● **Exercise details**
Please find every line in the records below that contains the word "crate", and copy it.

● **Collected data entries**
++++++++

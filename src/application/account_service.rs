// Account service - discovers which accounts report Kafka entities per provider
use crate::application::provider_registry::ProviderRegistry;
use crate::application::query_executor::{EntitySearchQuery, EntitySearchResult, QueryExecutor};
use crate::domain::provider::{EntityType, ProviderId};
use crate::error::{KafkaViewError, Result};
use futures::future::join_all;
use serde::Serialize;
use std::sync::Arc;

#[derive(Debug, Clone, Serialize)]
#[serde(rename_all = "camelCase")]
pub struct ProviderAccounts {
    pub provider_id: ProviderId,
    #[serde(flatten)]
    pub search: EntitySearchResult,
}

#[derive(Clone)]
pub struct AccountService {
    registry: Arc<ProviderRegistry>,
    executor: Arc<dyn QueryExecutor>,
}

impl AccountService {
    pub fn new(registry: Arc<ProviderRegistry>, executor: Arc<dyn QueryExecutor>) -> Self {
        Self { registry, executor }
    }

    /// Accounts with at least one cluster entity for the provider.
    pub async fn discover(&self, provider: ProviderId) -> Result<ProviderAccounts> {
        let descriptor = self.registry.describe(provider)?;
        let Some(search_type) = descriptor.search_types.get(&EntityType::Cluster) else {
            return Ok(ProviderAccounts {
                provider_id: provider,
                search: EntitySearchResult::default(),
            });
        };

        let query = EntitySearchQuery::infra(search_type);
        tracing::debug!("Entity search for {}: {}", provider, query.predicate());

        let search = self
            .executor
            .search_entities(&query)
            .await
            .map_err(|e| KafkaViewError::QueryExecutionFailure {
                provider,
                message: format!("{e:#}"),
            })?;

        Ok(ProviderAccounts {
            provider_id: provider,
            search,
        })
    }

    /// Discovery for every enabled provider; one failing provider does not hide the others.
    pub async fn discover_all(&self) -> Vec<Result<ProviderAccounts>> {
        let providers = self.registry.provider_ids();
        join_all(providers.into_iter().map(|p| self.discover(p))).await
    }
}
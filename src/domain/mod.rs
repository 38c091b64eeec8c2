// Domain layer - provider-independent Kafka monitoring model
pub mod entity;
pub mod filter;
pub mod provider;
pub mod query;
pub mod table;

++++++++

● **Response**
use crate::application::provider_registry::ProviderRegistry;
use crate::application::query_executor::{EntitySearchQuery, EntitySearchResult, QueryExecutor};
use crate::domain::provider::{EntityType, ProviderId};
use crate::error::{KafkaViewError, Result};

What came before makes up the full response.